The booter itself was very short -- 100 ft vertical or so. We switched back to skinning from the top of the booter. Unfortunately again there was significant trail breaking from the overnight snow and winds. The race came back together. Notably John had caught back up.

I got the jump out of transition but was quickly passed by Brian, Max and John on the powdery flats, at which point I hitched a ride on the train. At the bottom we all arrived within seconds of each other.

I had a good transition and was out first, stepping over ski tails and poles as I squeezed my way from the back of the transition zone. Brian and John followed closely. I threw down what I had left on the next 900 ft vertical. The third climb hadn't been freshened up either and when I hadn't dropped Brian or John I gave them a turn, hoping to recover for a final move and preserve the gap we now had over Marshall and Max.

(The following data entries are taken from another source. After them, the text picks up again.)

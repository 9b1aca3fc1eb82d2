//! Isolates the status sentence from the page text.

use tracing::{debug, warn};

use super::find_ci;

/// Which bounds were found when cutting the segment.
#[derive(Debug, Copy, Clone, Eq, PartialEq)]
pub enum SegmentKind {
    /// Open and end markers both matched.
    Bounded,
    /// Open marker matched; the segment runs to the end of the text.
    OpenEnded,
    /// Open marker missing; the segment is the full text.
    Unanchored,
}

/// A trimmed slice of the raw status text.
#[derive(Debug, Copy, Clone, Eq, PartialEq)]
pub struct Segment<'a> {
    /// Segment text, whitespace-trimmed.
    pub text: &'a str,
    /// How the segment was bounded.
    pub kind: SegmentKind,
}

/// Cut the status segment out of `raw`.
///
/// The segment starts right after the first `open_marker`. It ends at the
/// first `end_marker` after that point, or at the end of the text when no
/// end marker is configured or found. Without an open marker the whole text
/// is returned. An empty `end_marker` counts as not configured.
#[must_use]
pub fn extract_segment<'a>(raw: &'a str, open_marker: &str, end_marker: Option<&str>) -> Segment<'a> {
    let Some(open_at) = find_ci(raw, open_marker) else {
        warn!(open_marker, "open marker not found, using full status text");
        return Segment {
            text: raw.trim(),
            kind: SegmentKind::Unanchored,
        };
    };

    let rest = &raw[open_at + open_marker.len()..];

    match end_marker.filter(|marker| !marker.is_empty()) {
        Some(marker) => match find_ci(rest, marker) {
            Some(end_at) => Segment {
                text: rest[..end_at].trim(),
                kind: SegmentKind::Bounded,
            },
            None => {
                debug!(end_marker = marker, "end marker not found, segment runs to end of text");
                Segment {
                    text: rest.trim(),
                    kind: SegmentKind::OpenEnded,
                }
            }
        },
        None => Segment {
            text: rest.trim(),
            kind: SegmentKind::OpenEnded,
        },
    }
}
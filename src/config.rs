//! Global configuration parsing, validation, and credential loading.

use std::collections::HashMap;
use std::env;
use std::fs;
use std::path::{Path, PathBuf};

use chrono_tz::Tz;
use serde::Deserialize;
use tracing::warn;

use crate::{AppError, Result};

/// Environment variable holding the webhook destination.
///
/// The webhook URL embeds a secret token, so it is never read from the TOML
/// file.
pub const WEBHOOK_ENV: &str = "DISCORD_WEBHOOK_URL";

/// Outgoing HTTP settings shared by the page fetch and the webhook post.
#[derive(Debug, Clone, Deserialize, PartialEq, Eq)]
#[serde(rename_all = "snake_case")]
pub struct HttpConfig {
    /// `User-Agent` header sent with the page request.
    #[serde(default = "default_user_agent")]
    pub user_agent: String,
    /// Per-request timeout.
    #[serde(default = "default_timeout_seconds")]
    pub timeout_seconds: u64,
}

impl Default for HttpConfig {
    fn default() -> Self {
        Self {
            user_agent: default_user_agent(),
            timeout_seconds: default_timeout_seconds(),
        }
    }
}

fn default_user_agent() -> String {
    "Mozilla/5.0 (Windows NT 10.0; Win64; x64) AppleWebKit/537.36 (KHTML, like Gecko) \
     Chrome/58.0.3029.110 Safari/537.36"
        .into()
}

fn default_timeout_seconds() -> u64 {
    10
}

/// Where the status sentence lives on the page.
#[derive(Debug, Clone, Deserialize, PartialEq, Eq)]
#[serde(rename_all = "snake_case")]
pub struct PageConfig {
    /// Tag name of the element holding the status text.
    #[serde(default = "default_status_tag")]
    pub status_tag: String,
    /// CSS class of the element holding the status text.
    #[serde(default = "default_status_class")]
    pub status_class: String,
    /// Marker after which the status segment begins.
    #[serde(default = "default_open_marker")]
    pub open_marker: String,
    /// Optional marker at which the status segment ends.
    #[serde(default)]
    pub end_marker: Option<String>,
}

impl Default for PageConfig {
    fn default() -> Self {
        Self {
            status_tag: default_status_tag(),
            status_class: default_status_class(),
            open_marker: default_open_marker(),
            end_marker: None,
        }
    }
}

fn default_status_tag() -> String {
    "div".into()
}

fn default_status_class() -> String {
    "alert-info".into()
}

fn default_open_marker() -> String {
    "is currently open.".into()
}

/// Grammar settings for the on-the-clock sentence.
#[derive(Debug, Clone, Deserialize, PartialEq, Eq)]
#[serde(rename_all = "snake_case")]
pub struct DraftConfig {
    /// Phrase separating the who-clause from the when-clause.
    #[serde(default = "default_anchor")]
    pub anchor: String,
    /// Trailing phrase removed from the who-clause.
    #[serde(default = "default_clock_phrase")]
    pub clock_phrase: String,
    /// IANA zone the league schedules picks in.
    #[serde(default = "default_reference_zone")]
    pub reference_zone: String,
    /// Zone abbreviations used only as a truncation boundary.
    #[serde(default = "default_zone_abbreviations")]
    pub zone_abbreviations: Vec<String>,
}

impl Default for DraftConfig {
    fn default() -> Self {
        Self {
            anchor: default_anchor(),
            clock_phrase: default_clock_phrase(),
            reference_zone: default_reference_zone(),
            zone_abbreviations: default_zone_abbreviations(),
        }
    }
}

impl DraftConfig {
    /// Resolve the configured reference zone.
    ///
    /// # Errors
    ///
    /// Returns `AppError::Config` if the name is not a known IANA zone.
    pub fn zone(&self) -> Result<Tz> {
        self.reference_zone.parse::<Tz>().map_err(|_| {
            AppError::Config(format!(
                "unknown reference_zone '{}'",
                self.reference_zone
            ))
        })
    }
}

fn default_anchor() -> String {
    "Next pick due on".into()
}

fn default_clock_phrase() -> String {
    "are on the clock".into()
}

fn default_reference_zone() -> String {
    "America/Los_Angeles".into()
}

fn default_zone_abbreviations() -> Vec<String> {
    vec!["PST".into(), "PDT".into()]
}

fn default_state_path() -> PathBuf {
    PathBuf::from("last_status.txt")
}

fn default_message_header() -> String {
    "**Draft Update:**".into()
}

/// Global configuration parsed from `draft-watch.toml`.
#[derive(Debug, Clone, Deserialize, PartialEq, Eq)]
#[serde(rename_all = "snake_case")]
pub struct GlobalConfig {
    /// Page carrying the draft status.
    pub league_url: String,
    /// File holding the last message that was sent.
    #[serde(default = "default_state_path")]
    pub state_path: PathBuf,
    /// First line of every delivered notification; empty disables it.
    #[serde(default = "default_message_header")]
    pub message_header: String,
    /// Outgoing HTTP settings.
    #[serde(default)]
    pub http: HttpConfig,
    /// Status element and segment markers.
    #[serde(default)]
    pub page: PageConfig,
    /// On-the-clock sentence grammar.
    #[serde(default)]
    pub draft: DraftConfig,
    /// Owner handle to mention token.
    #[serde(default)]
    pub owners: HashMap<String, String>,
    /// Team name to mention token.
    #[serde(default)]
    pub teams: HashMap<String, String>,
    /// Webhook destination (populated at runtime).
    #[serde(skip)]
    pub webhook_url: String,
}

impl GlobalConfig {
    /// Load and validate configuration from a TOML file path.
    ///
    /// # Errors
    ///
    /// Returns `AppError::Config` if the file cannot be read or contains
    /// invalid TOML, or if validation fails.
    pub fn load_from_path(path: impl AsRef<Path>) -> Result<Self> {
        let path = path.as_ref();
        let raw = fs::read_to_string(path).map_err(|err| {
            AppError::Config(format!("failed to read config {}: {err}", path.display()))
        })?;
        Self::from_toml_str(&raw)
    }

    /// Parse configuration from a TOML string.
    ///
    /// # Errors
    ///
    /// Returns `AppError::Config` if parsing or validation fails.
    pub fn from_toml_str(raw: &str) -> Result<Self> {
        let config: Self = toml::from_str(raw)?;
        config.validate()?;
        Ok(config)
    }

    /// Load the webhook destination from the environment.
    ///
    /// # Errors
    ///
    /// Returns `AppError::Config` if `DISCORD_WEBHOOK_URL` is unset or blank.
    pub fn load_credentials(&mut self) -> Result<()> {
        self.webhook_url = load_credential(WEBHOOK_ENV)?;
        Ok(())
    }

    fn validate(&self) -> Result<()> {
        if self.league_url.trim().is_empty() {
            return Err(AppError::Config("league_url must not be empty".into()));
        }

        if self.page.open_marker.is_empty() {
            return Err(AppError::Config("page.open_marker must not be empty".into()));
        }

        if !is_tag_name(&self.page.status_tag) {
            return Err(AppError::Config(format!(
                "page.status_tag '{}' is not a valid tag name",
                self.page.status_tag
            )));
        }

        if self.page.status_class.trim().is_empty() {
            return Err(AppError::Config("page.status_class must not be empty".into()));
        }

        if self.draft.anchor.trim().is_empty() {
            return Err(AppError::Config("draft.anchor must not be empty".into()));
        }

        if self.http.timeout_seconds == 0 {
            return Err(AppError::Config(
                "http.timeout_seconds must be greater than zero".into(),
            ));
        }

        if self.page.end_marker.as_deref() == Some("") {
            warn!("page.end_marker is empty and will be ignored");
        }

        self.draft.zone()?;
        Ok(())
    }
}

fn is_tag_name(name: &str) -> bool {
    !name.is_empty() && name.chars().all(|c| c.is_ascii_alphanumeric())
}

fn load_credential(env_key: &str) -> Result<String> {
    match env::var(env_key) {
        Ok(value) if !value.trim().is_empty() => Ok(value.trim().to_owned()),
        Ok(_) => Err(AppError::Config(format!("{env_key} is set but empty"))),
        Err(_) => Err(AppError::Config(format!("{env_key} not set"))),
    }
}
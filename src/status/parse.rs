//! Draft-turn grammar: segment → {who, when} → {mention, instant}.
//!
//! Every stage returns `Result<_, ParseFailure>`; [`DraftParser::parse`] is the
//! single place a failure turns into a degraded message.

use std::fmt::{Display, Formatter};

use chrono::{DateTime, Datelike, NaiveDateTime, TimeZone, Weekday};
use chrono_tz::Tz;
use regex::Regex;
use tracing::{debug, warn};

use super::find_ci;
use crate::config::DraftConfig;
use crate::models::draft::{DraftTurn, ParsedStatus};
use crate::models::mention::MentionBook;
use crate::{AppError, Result};

/// Leading article kept as a display prefix.
const ARTICLE: &str = "The ";

/// Accepted date layouts, tried in order once commas, `at` and a leading
/// weekday have been removed. `%B` also accepts abbreviated month names.
const DATE_LAYOUTS: &[&str] = &[
    "%m/%d/%Y",
    "%m/%d/%y",
    "%m-%d-%Y",
    "%m-%d-%y",
    "%Y-%m-%d",
    "%B %d %Y",
    "%d %B %Y",
];

/// Accepted time layouts, paired with every date layout.
const TIME_LAYOUTS: &[&str] = &[
    "%I:%M %p",
    "%I:%M%p",
    "%I:%M:%S %p",
    "%I:%M:%S%p",
    "%I %p",
    "%I%p",
    "%H:%M",
    "%H:%M:%S",
];

/// Years below this are two-digit years misread by a `%Y` layout.
const MIN_PLAUSIBLE_YEAR: i32 = 1970;

/// Reason a clause could not be resolved.
#[derive(Debug, Clone, PartialEq, Eq)]
pub enum ParseFailure {
    /// Nothing left of the who-clause once prefix, handle and phrase were removed.
    MissingTeam,
    /// No date layout matched the when-clause.
    UnparseableDate(String),
    /// The local time does not exist in the reference zone (spring-forward gap).
    NonexistentLocalTime(String),
}

impl Display for ParseFailure {
    fn fmt(&self, f: &mut Formatter<'_>) -> std::fmt::Result {
        match self {
            Self::MissingTeam => write!(f, "who-clause has no team name"),
            Self::UnparseableDate(text) => write!(f, "unrecognised due date '{text}'"),
            Self::NonexistentLocalTime(text) => {
                write!(f, "due date '{text}' does not exist in the reference zone")
            }
        }
    }
}

/// Who-clause after stripping.
#[derive(Debug)]
struct WhoClause {
    label: String,
    prefix: &'static str,
    owner_handle: Option<String>,
    team_name: String,
}

/// Parser for the on-the-clock sentence.
#[derive(Debug, Clone)]
pub struct DraftParser {
    anchor: String,
    clock_phrase: String,
    zone: Tz,
    abbreviations: Option<Regex>,
    owner_pattern: Regex,
    connective: Regex,
    mentions: MentionBook,
}

impl DraftParser {
    /// Build a parser from the draft grammar settings and the mention tables.
    ///
    /// # Errors
    ///
    /// Returns `AppError::Config` if the reference zone is unknown or a
    /// pattern fails to compile.
    pub fn new(config: &DraftConfig, mentions: MentionBook) -> Result<Self> {
        let zone = config.zone()?;

        let tokens: Vec<String> = config
            .zone_abbreviations
            .iter()
            .map(|abbr| abbr.trim())
            .filter(|abbr| !abbr.is_empty())
            .map(regex::escape)
            .collect();
        let abbreviations = if tokens.is_empty() {
            None
        } else {
            Some(compile(&format!(r"\b(?:{})\b", tokens.join("|")))?)
        };

        Ok(Self {
            anchor: config.anchor.clone(),
            clock_phrase: config.clock_phrase.trim().to_owned(),
            zone,
            abbreviations,
            owner_pattern: compile(r"\s*\(([^()]*)\)\s*")?,
            connective: compile(r"(?i)\s+at\s+")?,
            mentions,
        })
    }

    /// Parse a status segment.
    ///
    /// Without the anchor phrase the segment is returned verbatim. Any
    /// failure while resolving the clauses also returns the segment verbatim.
    #[must_use]
    pub fn parse(&self, segment: &str) -> ParsedStatus {
        let Some((who, when)) = self.split_clauses(segment) else {
            debug!(anchor = %self.anchor, "anchor not found, passing segment through");
            return ParsedStatus::Degraded(segment.to_owned());
        };

        match self.parse_turn(who, when) {
            Ok(turn) => {
                debug!(
                    team = %turn.team_name,
                    owner = ?turn.owner_handle,
                    due = %turn.due_at,
                    "parsed draft turn"
                );
                ParsedStatus::Turn(turn)
            }
            Err(failure) => {
                warn!(%failure, "could not parse draft turn, defaulting to plain text");
                ParsedStatus::Degraded(segment.to_owned())
            }
        }
    }

    fn split_clauses<'a>(&self, segment: &'a str) -> Option<(&'a str, &'a str)> {
        let at = find_ci(segment, &self.anchor)?;
        Some((&segment[..at], &segment[at + self.anchor.len()..]))
    }

    fn parse_turn(&self, who: &str, when: &str) -> std::result::Result<DraftTurn, ParseFailure> {
        let who = self.parse_who(who)?;
        let (due_at, raw_date_token) = self.parse_when(when)?;
        let mention = self
            .mentions
            .resolve(who.owner_handle.as_deref(), &who.team_name);

        Ok(DraftTurn {
            team_label: who.label,
            team_name: who.team_name,
            owner_handle: who.owner_handle,
            due_prefix: who.prefix.to_owned(),
            mention,
            due_at,
            raw_date_token,
        })
    }

    fn parse_who(&self, clause: &str) -> std::result::Result<WhoClause, ParseFailure> {
        let mut label = clause.trim().trim_end_matches('.').trim_end();
        if let Some(stripped) = strip_suffix_ci(label, &self.clock_phrase) {
            label = stripped.trim_end();
        }

        let (prefix, rest) = match label.strip_prefix(ARTICLE) {
            Some(rest) => (ARTICLE, rest),
            None => ("", label),
        };

        let (owner_handle, team_name) = match self.owner_pattern.captures(rest) {
            Some(caps) => {
                let span = caps.get(0).map_or(0..0, |m| m.range());
                let handle = caps
                    .get(1)
                    .map(|m| m.as_str().trim())
                    .filter(|handle| !handle.is_empty())
                    .map(str::to_owned);
                let before = rest[..span.start].trim();
                let after = rest[span.end..].trim();
                let team = if before.is_empty() || after.is_empty() {
                    format!("{before}{after}")
                } else {
                    format!("{before} {after}")
                };
                (handle, team)
            }
            None => (None, rest.trim().to_owned()),
        };

        if team_name.is_empty() {
            return Err(ParseFailure::MissingTeam);
        }

        Ok(WhoClause {
            label: label.to_owned(),
            prefix,
            owner_handle,
            team_name,
        })
    }

    fn parse_when(&self, clause: &str) -> std::result::Result<(DateTime<Tz>, String), ParseFailure> {
        let mut text = clause
            .trim()
            .trim_end_matches(|c: char| c.is_ascii_punctuation() || c.is_whitespace());

        // The abbreviation only marks where the date ends; its offset is never used.
        if let Some(found) = self.abbreviations.as_ref().and_then(|re| re.find(text)) {
            text = text[..found.start()].trim_end();
        }

        let token = text.to_owned();
        let normalized = self.connective.replace_all(text, " ").replace(',', " ");
        let mut words: Vec<&str> = normalized.split_whitespace().collect();
        if words.first().is_some_and(|word| word.parse::<Weekday>().is_ok()) {
            words.remove(0);
        }
        let normalized = words.join(" ");

        let naive = parse_naive(&normalized).ok_or_else(|| ParseFailure::UnparseableDate(token.clone()))?;

        let due_at = self
            .zone
            .from_local_datetime(&naive)
            .earliest()
            .ok_or_else(|| ParseFailure::NonexistentLocalTime(token.clone()))?;

        Ok((due_at, token))
    }
}

fn parse_naive(text: &str) -> Option<NaiveDateTime> {
    DATE_LAYOUTS
        .iter()
        .flat_map(|date| TIME_LAYOUTS.iter().map(move |time| format!("{date} {time}")))
        .filter_map(|layout| NaiveDateTime::parse_from_str(text, &layout).ok())
        .find(|parsed| parsed.year() >= MIN_PLAUSIBLE_YEAR)
}

fn strip_suffix_ci<'a>(text: &'a str, suffix: &str) -> Option<&'a str> {
    if suffix.is_empty() || text.len() < suffix.len() {
        return None;
    }
    let split = text.len() - suffix.len();
    if !text.is_char_boundary(split) {
        return None;
    }
    text[split..]
        .eq_ignore_ascii_case(suffix)
        .then(|| &text[..split])
}

fn compile(pattern: &str) -> Result<Regex> {
    Regex::new(pattern)
        .map_err(|err| AppError::Config(format!("invalid pattern '{pattern}': {err}")))
}
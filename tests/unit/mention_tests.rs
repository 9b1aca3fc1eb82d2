use std::collections::HashMap;

use draft_watch::config::GlobalConfig;
use draft_watch::models::mention::{Mention, MentionBook};

fn table(entries: &[(&str, &str)]) -> HashMap<String, String> {
    entries
        .iter()
        .map(|(k, v)| ((*k).to_owned(), (*v).to_owned()))
        .collect()
}

#[test]
fn owner_lookup_wins_over_team_lookup() {
    let book = MentionBook::new(
        table(&[("bigdaddybrett05", "<@1001>")]),
        table(&[("Giants", "<@&2002>")]),
    );

    assert_eq!(
        book.resolve(Some("bigdaddybrett05"), "Giants"),
        Mention::Lookup("<@1001>".into())
    );
}

#[test]
fn team_lookup_used_when_owner_unknown() {
    let book = MentionBook::new(table(&[]), table(&[("Giants", "<@&2002>")]));

    assert_eq!(
        book.resolve(Some("someone_else"), "Giants"),
        Mention::Lookup("<@&2002>".into())
    );
    assert_eq!(book.resolve(None, "Giants"), Mention::Lookup("<@&2002>".into()));
}

#[test]
fn literal_fallback_when_nothing_matches() {
    let book = MentionBook::default();
    let mention = book.resolve(Some("bigdaddybrett05"), "Giants");

    assert_eq!(mention, Mention::Literal("Giants".into()));
    assert_eq!(mention.to_string(), "@Giants");
}

#[test]
fn lookup_tokens_render_verbatim() {
    assert_eq!(Mention::Lookup("<@&622615034157203469>".into()).to_string(), "<@&622615034157203469>");
    assert_eq!(Mention::Lookup("Red Sox crew".into()).to_string(), "Red Sox crew");
}

#[test]
fn team_lookup_is_case_sensitive() {
    let book = MentionBook::new(table(&[]), table(&[("Giants", "<@&2002>")]));

    assert_eq!(book.resolve(None, "giants"), Mention::Literal("giants".into()));
}

#[test]
fn builds_from_config_tables() {
    let config = GlobalConfig::from_toml_str(
        r#"
league_url = "https://example.test/"
[owners]
sox_fan = "<@77>"
[teams]
"Red Sox" = "<@&88>"
"#,
    )
    .expect("config parses");
    let book = MentionBook::from_config(&config);

    assert_eq!(book.resolve(Some("sox_fan"), "Red Sox"), Mention::Lookup("<@77>".into()));
    assert_eq!(book.resolve(None, "Red Sox"), Mention::Lookup("<@&88>".into()));
}
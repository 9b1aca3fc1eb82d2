#![forbid(unsafe_code)]

//! `draft-watch`: one-shot draft status checker.
//!
//! Loads configuration, fetches the league page once, and posts to the
//! webhook when the on-the-clock message changed since the last run. Meant
//! to be invoked periodically by an external scheduler.

use std::sync::Arc;

use clap::Parser;
use tracing::{error, info};
use tracing_subscriber::{fmt, EnvFilter};

use draft_watch::cli::{Cli, LogFormat};
use draft_watch::config::GlobalConfig;
use draft_watch::notify::{Notifier, WebhookNotifier};
use draft_watch::orchestrator::{RunMode, RunOutcome, Watcher};
use draft_watch::page::HttpStatusSource;
use draft_watch::{AppError, Result};

fn main() -> Result<()> {
    let args = Cli::parse();
    init_tracing(args.log_format)?;

    let mode = args.run_mode();
    let mut config = GlobalConfig::load_from_path(&args.config)?;
    if let Some(state) = args.state {
        config.state_path = state;
    }

    // Abort before any network call when the destination is missing.
    if mode == RunMode::Notify {
        config.load_credentials().map_err(|err| {
            error!(%err, "notification destination missing");
            err
        })?;
    }
    info!(?mode, url = %config.league_url, "configuration loaded");

    tokio::runtime::Builder::new_current_thread()
        .enable_all()
        .build()
        .map_err(|err| AppError::Config(format!("failed to build tokio runtime: {err}")))?
        .block_on(run(&config, mode))
}

async fn run(config: &GlobalConfig, mode: RunMode) -> Result<()> {
    let source = Arc::new(HttpStatusSource::new(config)?);
    let notifier: Option<Arc<dyn Notifier>> = match mode {
        RunMode::Notify => Some(Arc::new(WebhookNotifier::new(config)?)),
        RunMode::DryRun | RunMode::RecordOnly => None,
    };

    let watcher = Watcher::new(config, source, notifier)?;
    let outcome = watcher.run_once(mode).await.map_err(|err| {
        error!(%err, "run failed");
        err
    })?;

    match &outcome {
        RunOutcome::Unchanged(_) => info!("no change detected"),
        RunOutcome::Notified(_) => info!("change detected, notification sent"),
        RunOutcome::Recorded(_) => info!("change recorded without notification"),
        RunOutcome::Preview(message) => println!("{message}"),
    }
    Ok(())
}

fn init_tracing(log_format: LogFormat) -> Result<()> {
    let env_filter = EnvFilter::try_from_default_env().unwrap_or_else(|_| EnvFilter::new("info"));
    let subscriber = fmt().with_env_filter(env_filter);

    match log_format {
        LogFormat::Text => subscriber
            .try_init()
            .map_err(|err| AppError::Config(format!("failed to init tracing: {err}")))?,
        LogFormat::Json => subscriber
            .json()
            .try_init()
            .map_err(|err| AppError::Config(format!("failed to init tracing: {err}")))?,
    }

    Ok(())
}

Brian took a pull and then John. At the top of the climb instead of making a move I was on my heels. At the transition John was gone as I started to rip my first skin and Brian was gone when I ripped the second.

The third descent was steeper up top and had nearly a mile of double poling and skating to the finish line at the bottom. My legs protested on the final descent and the double poling on unsupportable snow was painfully slow. Finally I hit the cat track for the start of the skate. Only one set of tracks was on the snow in front of me. Shortly after though Brian, a strong nordic skier, passed me. Despite a hard effort that was how it remained -- losing to Brian by 5 seconds and John 28 seconds.

Post Race

One of the funniest stories of the race was that Brian and I somehow switched poles in one of the transitions (bottom of the second descent?). Fueling the narrative further, my poles are 5 cm longer -- for a shorter guy a convenient length for the skate to the finish! Honestly I never noticed the whole time, but it makes an entertaining story.

The post race party at the Brick Oven in CB was fantastic as well. Free pizza, beer and hours of talking skiing! Does it get any better? Put this race on your calendar next year.

Thanks to Wick and the other race org for a great event. Looking forward to other trips to CB this winter for more racing.